高校時代には親元を離れ奈良県立御所実業高校へと進学。大東文化大学では主将を務めるまでに成長した。

リコーブラックラムズ東京に入団したのは、2023-24シーズン。

その翌シーズンには、同じポジションにワールドクラスの選手、TJ・ペレナラが加入した。

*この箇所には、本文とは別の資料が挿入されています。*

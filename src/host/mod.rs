//! Newline-delimited JSON host over stdin/stdout.

pub mod contract;
pub mod stdio;

pub use contract::{Command, Request, Response};
pub use stdio::{handle_line, run_stdio_host, serve};
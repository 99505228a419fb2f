//! Wire contract for the stdio host.
//!
//! One request per line:
//!
//! ```json
//! {"id": "1", "command": "search", "query": "rust", "debug": true}
//! {"id": "2", "command": "autocomplete", "query": "ru"}
//! {"id": "3", "command": "plugin", "name": "hash", "options": {"text": "abc"}}
//! {"id": "4", "command": "shutdown"}
//! ```
//!
//! One response per request: `{"id", "ok", "payload", "error"}`.

use serde::{Deserialize, Serialize};

/// Request id used when a line could not be parsed at all.
pub const PARSE_ERROR_ID: &str = "parse-error";

/// A request envelope read from stdin.
#[derive(Debug, Clone, PartialEq, Deserialize)]
pub struct Request {
    /// Caller-chosen id echoed in the response.
    pub id: String,
    /// What to do.
    #[serde(flatten)]
    pub command: Command,
}

/// Supported commands.
#[derive(Debug, Clone, PartialEq, Deserialize)]
#[serde(tag = "command", rename_all = "snake_case")]
pub enum Command {
    /// Full metasearch.
    Search {
        /// Query text.
        query: String,
        /// Time each engine and report it under `plugins.engine_timings`.
        #[serde(default)]
        debug: bool,
    },
    /// Fused completions for a partial query.
    Autocomplete {
        /// Partial query text.
        query: String,
    },
    /// Direct plugin invocation.
    Plugin {
        /// Registered plugin name.
        name: String,
        /// Plugin-specific options.
        #[serde(default)]
        options: serde_json::Value,
    },
    /// Stop serving after acknowledging.
    Shutdown,
}

/// A response envelope written to stdout.
#[derive(Debug, Clone, PartialEq, Serialize)]
pub struct Response {
    /// Id of the request being answered, or `parse-error`.
    pub id: String,
    /// Whether the command succeeded.
    pub ok: bool,
    /// Command result; `null` on failure.
    pub payload: serde_json::Value,
    /// Failure message when `ok` is false.
    pub error: Option<String>,
}

impl Response {
    /// Build a successful response.
    #[must_use]
    pub fn ok(id: impl Into<String>, payload: serde_json::Value) -> Self {
        Self {
            id: id.into(),
            ok: true,
            payload,
            error: None,
        }
    }

    /// Build an error response.
    #[must_use]
    pub fn error(id: impl Into<String>, message: impl Into<String>) -> Self {
        Self {
            id: id.into(),
            ok: false,
            payload: serde_json::Value::Null,
            error: Some(message.into()),
        }
    }
}

#[cfg(test)]
mod tests {
    use super::*;
    use serde_json::json;

    #[test]
    fn search_request_parses_with_default_debug() {
        let request: Request =
            serde_json::from_str(r#"{"id":"1","command":"search","query":"rust"}"#).expect("parse");
        assert_eq!(request.id, "1");
        assert_eq!(
            request.command,
            Command::Search {
                query: "rust".into(),
                debug: false
            }
        );
    }

    #[test]
    fn plugin_request_parses_options() {
        let request: Request = serde_json::from_str(
            r#"{"id":"p","command":"plugin","name":"hash","options":{"text":"abc"}}"#,
        )
        .expect("parse");
        assert_eq!(
            request.command,
            Command::Plugin {
                name: "hash".into(),
                options: json!({"text": "abc"})
            }
        );
    }

    #[test]
    fn unknown_command_rejected() {
        let parsed = serde_json::from_str::<Request>(r#"{"id":"1","command":"launch"}"#);
        assert!(parsed.is_err());
    }

    #[test]
    fn error_response_is_well_formed() {
        let resp = Response::error(PARSE_ERROR_ID, "bad json");
        let value = serde_json::to_value(&resp).expect("serialize");
        assert_eq!(
            value,
            json!({"id": "parse-error", "ok": false, "payload": null, "error": "bad json"})
        );
    }
}
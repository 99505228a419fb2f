//! Search configuration with sensible defaults.
//!
//! [`SearchConfig`] controls the per-engine timeout, how many results
//! connectors parse and the `truncate` plugin keeps, which built-in
//! engines are registered and with which weights.

use std::collections::BTreeMap;

use serde::{Deserialize, Serialize};

use crate::error::SearchError;

/// Configuration for the metasearch core.
///
/// Use [`Default::default()`] for sensible defaults, or construct with
/// field overrides for custom behaviour. Deserialises from partial TOML;
/// missing fields take their default.
#[derive(Debug, Clone, PartialEq, Serialize, Deserialize)]
#[serde(default)]
pub struct SearchConfig {
    /// How long the dispatcher waits for one connector before treating it
    /// as failed, in milliseconds.
    pub timeout_ms: u64,
    /// Maximum number of results per engine and in the final list.
    pub max_results: usize,
    /// Whether to request safe search filtering from engines that support it.
    pub safe_search: bool,
    /// Custom User-Agent string. If `None`, rotates through a built-in list
    /// of realistic browser User-Agents.
    pub user_agent: Option<String>,
    /// Built-in engines that are not registered.
    pub disabled_engines: Vec<String>,
    /// Weight overrides keyed by engine name, applied at registration.
    pub weights: BTreeMap<String, f64>,
}

impl Default for SearchConfig {
    fn default() -> Self {
        Self {
            timeout_ms: 8_000,
            max_results: 10,
            safe_search: true,
            user_agent: None,
            disabled_engines: Vec::new(),
            weights: BTreeMap::new(),
        }
    }
}

impl SearchConfig {
    /// Validates this configuration, returning an error if any field is invalid.
    ///
    /// Checks:
    /// - `max_results` must be greater than 0
    /// - `timeout_ms` must be greater than 0
    /// - every weight override must be finite and greater than 0
    pub fn validate(&self) -> Result<(), SearchError> {
        if self.max_results == 0 {
            return Err(SearchError::Config(
                "max_results must be greater than 0".into(),
            ));
        }
        if self.timeout_ms == 0 {
            return Err(SearchError::Config(
                "timeout_ms must be greater than 0".into(),
            ));
        }
        for (engine, weight) in &self.weights {
            if !weight.is_finite() || *weight <= 0.0 {
                return Err(SearchError::Config(format!(
                    "weight for {engine} must be a positive number, got {weight}"
                )));
            }
        }
        Ok(())
    }

    /// Whether the named built-in engine should be registered.
    pub fn is_enabled(&self, engine: &str) -> bool {
        !self.disabled_engines.iter().any(|d| d == engine)
    }

    /// The configured weight for `engine`, or `declared` when not overridden.
    pub fn weight_for(&self, engine: &str, declared: f64) -> f64 {
        self.weights.get(engine).copied().unwrap_or(declared)
    }
}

「ブラックラムズに入って、リーグワンで出場できていないことはもちろん悔しいです。でも出場できないからといって、練習をおろそかにするわけではない。TJも『1週間の準備が試合にそのまま表れる』と言っています。だからいかに1週間の練習で、良い準備ができるか。TJからも学べることは学ぼう、と自分にできることを続けたシーズンでした」

座右の銘は『日々コツコツ』。自らの信念が、前に進む勇気をくれた。

今季、改善に取り組むテーマがある。自陣からの脱出だ。

「昨季は自陣でボールを動かし過ぎてFWを疲れさせ、ミスから相手に流れを渡すことが多かった。今季はできるだけシンプルに」と方針を切り替えた。

脱出とは、イコール・キックでもある。スクラムハーフがラック後方から蹴り上げる『ボックスキック』と呼ばれるハイパントキックに、もちろんロングキックも。自陣脱出に不可欠なキックを、プレーに組み込む回数を増やした。

ひいてはキックの練習回数も増やす。毎練習で必ず、キックの練習を取り入れた。

ジャパンラグビー リーグワン ライジング2025第3週でNECグリーンロケッツ東葛と対戦した10月11日も何度か自身の右足を振り抜いたが、「もっとキックの精度を上げたい」と課題を手にした。

一方で、武器である「正確なパス」だけは今季も、これからも譲らないと誓う。

「僕の武器は正確なパス。そこの部分は、絶対に変えません」

受け手が取りやすいボールを投げることに、生き残る道筋を描いた。

また稲葉のもう一つの強みは、トライラインに迫った場面での冷静さにあるだろう。

トライゾーンが近づくと、そのプレーには不思議と落ち着きが増し、トライを取り急ぐことはない。

「慌ててしまうと、ミスが増える。自分も落ち着いて、味方を落ち着かせて、順目に進むのか逆目に振るのか、スタンドオフとFWとしっかりとコミュニケーションを取っています。コーチ陣からも『あそこのエリア(トライライン前)では時間をかけていい』と言われています。周りの声を聞きながら、落ち着いて判断しています」

焦らずに、だが攻め続ける姿勢が、彼の強みとなっている。

リーグワンでの公式戦出場は、まだない。だが新設された「リーグワンライジング」では、2試合連続で先発出場を果たした。

タンバイ・マットソン ヘッドコーチからは「テンポと正確なパス、ゲームコントロールに期待している」と送り出され、「プラスに捉えています」と稲葉は応えた。

「このパフォーマンス次第で、コーチ陣も判断してくれると思います。プレシーズンはまだ続くので、出場チャンスをもらったら自分のプレーをアピールしたいと思います」

出場機会は限られていても、努力を続けていれば必ず道は開ける。

「コツコツやっていれば、きっと次につながる」

そう信じて、練習グラウンドに立つ。